Au premier abord, le travail de François Jauvion semble joyeux, coloré et… inoffensif, comme l’artiste lui-même. Les visiteurs s’approchent, ils rient, ils commentent « oh les couleurs flash ! » «  et tu as vu les vaches folles ? » « C’est qui Sainte-Dépression ?” . Et puis les titres des oeuvres commencent à fermenter dans leur cerveau, ça mijote et ça réveille des pensées pas très agréables:  c’est l’effet boomerang, en douceur…

Derrière les couleurs acidulées et l’humour, les thèmes de société se rappellent au bon souvenir des visiteurs qui préféreraient les oublier: dérèglement climatique, Roms, maltraitance des animaux, crise des migrants, faits divers sordides… Si l’esthétique des triptyques et des dessins renvoie souvent à l’univers de la BD ou des dessins animé,s c’est pour faire ressortir l’enfant qui se cache dans chaque visiteur. Un enfant, ça voit la réalité sans filtre et sans a priori, spontanément, et c’est beaucoup plus sensible à l’injustice que les adultes.

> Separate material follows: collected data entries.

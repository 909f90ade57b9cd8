//! # Spatial Hash
//!
//! Bucketed point index for nearest-tile lookups on large maps.

use crate::world::Position;
use std::collections::HashMap;

/// Points bucketed into square cells of `cell_size` tiles.
///
/// Queries return results in a fixed order independent of hash iteration
/// order.
#[derive(Debug, Clone)]
pub struct SpatialHash<T> {
    cell_size: i32,
    buckets: HashMap<(i32, i32), Vec<(Position, T)>>,
    len: usize,
    min_bucket: (i32, i32),
    max_bucket: (i32, i32),
}

impl<T: Clone> SpatialHash<T> {
    /// Creates an empty index. `cell_size` is clamped to at least 1.
    pub fn new(cell_size: u32) -> Self {
        Self {
            cell_size: cell_size.max(1) as i32,
            buckets: HashMap::new(),
            len: 0,
            min_bucket: (i32::MAX, i32::MAX),
            max_bucket: (i32::MIN, i32::MIN),
        }
    }

    fn bucket_of(&self, pos: Position) -> (i32, i32) {
        (pos.x.div_euclid(self.cell_size), pos.y.div_euclid(self.cell_size))
    }

    pub fn len(&self) -> usize {
        self.len
    }

    pub fn is_empty(&self) -> bool {
        self.len == 0
    }

    /// Adds an entry. Duplicate positions are kept.
    pub fn insert(&mut self, pos: Position, value: T) {
        let bucket = self.bucket_of(pos);
        self.min_bucket = (self.min_bucket.0.min(bucket.0), self.min_bucket.1.min(bucket.1));
        self.max_bucket = (self.max_bucket.0.max(bucket.0), self.max_bucket.1.max(bucket.1));
        self.buckets.entry(bucket).or_default().push((pos, value));
        self.len += 1;
    }

    /// Returns up to `k` entries nearest to `origin` by Manhattan distance,
    /// ties broken by `(y, x)` and then insertion order.
    ///
    /// Rings of buckets are scanned outward from the origin's bucket. After
    /// ring `r` every unscanned entry is at least `r * cell_size + 1` away,
    /// so the scan stops once `k` candidates are at most that far.
    pub fn nearest(&self, origin: Position, k: usize) -> Vec<(Position, T)> {
        if k == 0 || self.is_empty() {
            return Vec::new();
        }

        let center = self.bucket_of(origin);
        let max_ring = [
            center.0 - self.min_bucket.0,
            self.max_bucket.0 - center.0,
            center.1 - self.min_bucket.1,
            self.max_bucket.1 - center.1,
        ]
        .into_iter()
        .max()
        .unwrap_or(0)
        .max(0);

        let mut candidates: Vec<(u32, usize, Position, T)> = Vec::new();
        let mut sequence = 0_usize;
        for ring in 0..=max_ring {
            for bucket in ring_buckets(center, ring) {
                let Some(entries) = self.buckets.get(&bucket) else {
                    continue;
                };
                for (pos, value) in entries {
                    candidates.push((origin.manhattan_distance(*pos), sequence, *pos, value.clone()));
                    sequence += 1;
                }
            }

            if candidates.len() >= k {
                candidates.sort_by_key(|(distance, order, pos, _)| (*distance, pos.y, pos.x, *order));
                let guaranteed = (ring as i64 * self.cell_size as i64) as u32;
                if candidates[k - 1].0 <= guaranteed {
                    break;
                }
            }
        }

        candidates.sort_by_key(|(distance, order, pos, _)| (*distance, pos.y, pos.x, *order));
        candidates
            .into_iter()
            .take(k)
            .map(|(_, _, pos, value)| (pos, value))
            .collect()
    }

    /// Linear-scan reference for [`SpatialHash::nearest`].
    pub fn nearest_linear(&self, origin: Position, k: usize) -> Vec<(Position, T)> {
        let mut all: Vec<(u32, Position, usize, T)> = Vec::with_capacity(self.len);
        let mut keys: Vec<&(i32, i32)> = self.buckets.keys().collect();
        keys.sort();
        for key in keys {
            for (index, (pos, value)) in self.buckets[key].iter().enumerate() {
                all.push((origin.manhattan_distance(*pos), *pos, index, value.clone()));
            }
        }
        all.sort_by_key(|(distance, pos, index, _)| (*distance, pos.y, pos.x, *index));
        all.into_iter().take(k).map(|(_, pos, _, value)| (pos, value)).collect()
    }
}

/// Buckets at Chebyshev distance exactly `ring` from `center`.
fn ring_buckets(center: (i32, i32), ring: i32) -> Vec<(i32, i32)> {
    if ring == 0 {
        return vec![center];
    }
    let mut buckets = Vec::with_capacity(ring as usize * 8);
    for dy in -ring..=ring {
        if dy == -ring || dy == ring {
            for dx in -ring..=ring {
                buckets.push((center.0 + dx, center.1 + dy));
            }
        } else {
            buckets.push((center.0 - ring, center.1 + dy));
            buckets.push((center.0 + ring, center.1 + dy));
        }
    }
    buckets
}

Car F. Jauvion dissimule mal une grande tendresse pour les exclus, les faibles et les animaux derrière son humour caustique. En revanche il n’a aucune indulgence pour les multinationales, les tyrans et les prêtres pédophiles: l’artiste serait-il un coeur tendre au fond? Oui bien sûr ! Ses poules enfermées dans le Goulag animalier opinent du bec comme le petit vieux qui confond sa cuillère avec la télécommande: c’est le monde qui est cruel, alors autant en parler avec ironie et tendresse. Les reliquaires constituent ainsi un panorama décalé des fléaux des années 2000, sans hiérarchie et dans le désordre: H1N1, tauromachie, tempête et inondation, chômage… Reliquaires, ex-voto ou ex gris-gris à chacun de se débrouiller avec sa conscience. L’artiste, lui, appuie directement là ou ça fait mal.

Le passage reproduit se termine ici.